Une dispute a éclaté entre le conseil et les députés du Parti démocratique sénégalais (PDS) de Wade. Les législateurs ont accusé les sept juges du conseil d’avoir des « liens douteux » et des « conflits d’intérêts ». Une enquête parlementaire sur les accusations des députés a été ouverte.

Officiellement, Sall reporte les élections pour laisser le temps à ce conflit de se résoudre. Mais certains voient son propre intérêt jouer un rôle.

S’exprimant anonymement, un analyste politique au Sénégal a déclaré que le président avait transformé la dispute en crise parce que le parti au pouvoir risquait de perdre. Un retard permettrait de gagner du temps pour trouver un candidat plus approprié ou négocier un accord en coulisses avec Wade – s’il peut revenir sur le bulletin de vote. Le 16 janvier, quelques jours avant la publication de la liste définitive des candidats, la France a officiellement déchu Wade de sa citoyenneté française. Avec un allié au palais présidentiel, Sall et son parti ne seront pas coupés de la manne pétrolière et gazière.

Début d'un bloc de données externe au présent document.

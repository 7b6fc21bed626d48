use crate::config::Config;
use crate::error::{LlmError, Result, SkywiseError};
use crate::llm::ChatModel;
use crate::llm::types::{ChatCompletionRequest, ChatCompletionResponse, Message, ToolDefinition};
use async_trait::async_trait;
use reqwest::Client;
use reqwest::header::{AUTHORIZATION, CONTENT_TYPE, HeaderMap, HeaderValue};
use std::sync::Arc;
use tracing::debug;

/// 走 OpenAI 兼容 `/chat/completions` 接口的 [`ChatModel`] 实现
pub struct OpenAiChatModel {
    client: Arc<Client>,
    model: String,
    url: String,
    api_key: String,
}

impl OpenAiChatModel {
    pub fn new(
        client: Arc<Client>,
        model: impl Into<String>,
        url: impl Into<String>,
        api_key: impl Into<String>,
    ) -> Self {
        Self {
            client,
            model: model.into(),
            url: url.into(),
            api_key: api_key.into(),
        }
    }

    pub fn from_config(client: Arc<Client>, config: &Config) -> Self {
        Self::new(
            client,
            config.model.clone(),
            config.chat_url.clone(),
            config.openai_api_key.clone(),
        )
    }

    fn headers(&self) -> Result<HeaderMap> {
        let mut header_map = HeaderMap::new();
        header_map.insert(
            AUTHORIZATION,
            format!("Bearer {}", self.api_key)
                .parse()
                .map_err(|e| SkywiseError::Other(format!("Invalid Authorization header: {}", e)))?,
        );
        header_map.insert(CONTENT_TYPE, HeaderValue::from_static("application/json"));
        Ok(header_map)
    }

    async fn post(&self, request_body: &ChatCompletionRequest) -> Result<ChatCompletionResponse> {
        let response = self
            .client
            .post(&self.url)
            .headers(self.headers()?)
            .json(request_body)
            .send()
            .await?;

        if !response.status().is_success() {
            let status = response.status().as_u16();
            let error_text = response
                .text()
                .await
                .unwrap_or_else(|_| "Unknown error".to_string());
            return Err(LlmError::ApiError {
                status,
                message: error_text,
            }
            .into());
        }

        let completion_response = response
            .json::<ChatCompletionResponse>()
            .await
            .map_err(|e| LlmError::InvalidResponse(e.to_string()))?;

        debug!(model = %self.model, "Post completion response: {:?}", completion_response);

        Ok(completion_response)
    }
}

#[async_trait]
impl ChatModel for OpenAiChatModel {
    async fn complete(
        &self,
        messages: Vec<Message>,
        tools: Option<Vec<ToolDefinition>>,
        tool_choice: Option<String>,
    ) -> Result<Message> {
        let request_body = ChatCompletionRequest {
            model: self.model.clone(),
            messages,
            tools,
            tool_choice,
            temperature: None,
        };

        self.post(&request_body)
            .await?
            .choices
            .into_iter()
            .next()
            .map(|choice| choice.message)
            .ok_or_else(|| LlmError::EmptyResponse.into())
    }
}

Bien que décrit par certains comme un « coup d’État constitutionnel », le report bénéficie désormais de l’habillage juridique dont il a besoin pour être formel. Les députés en ont débattu avec véhémence jusqu’à lundi soir, certains ayant été expulsés de force des chambres parlementaires, et ont finalement voté en faveur du report des élections au 15 décembre. Aucun parti ne dispose de la majorité absolue au Parlement, mais l’alliance entre le parti au pouvoir, Benno Bokk Yaakaar, et le PDS de Wade était suffisante.

Mais en dehors des couloirs du pouvoir, « il y a un brouillard autour des alliances et des accords en cours. Tout est donc difficile à comprendre », a déclaré Coly. Il a décidé de ne pas voter. «C’est en soi une déclaration. « Je ressens un dégoût total à l’égard de la politique. »

Peu importe où les choses pourraient tomber, Ndiaye envisage de quitter le continent parce que les gens comme lui manquent d’argent et il ne croit pas que les manne pétrolières et gazières changeront cela.

« Que ce soit Sall, Wade ou autre, j’ai du mal. Ils perdent du temps et

faire du bruit », a-t-il déclaré.

Les tensions restent vives dans la capitale. Dans des messages WhatsApp, des groupes de la société civile ont appelé à la « désobéissance civile », notamment à l’arrêt des activités économiques et éducatives. Dans les rues autour du bâtiment de l’Assemblée nationale se trouvent des groupes d’agents de sécurité lourdement armés et toute allusion à un rassemblement croissant s’est heurtée à des gaz lacrymogènes.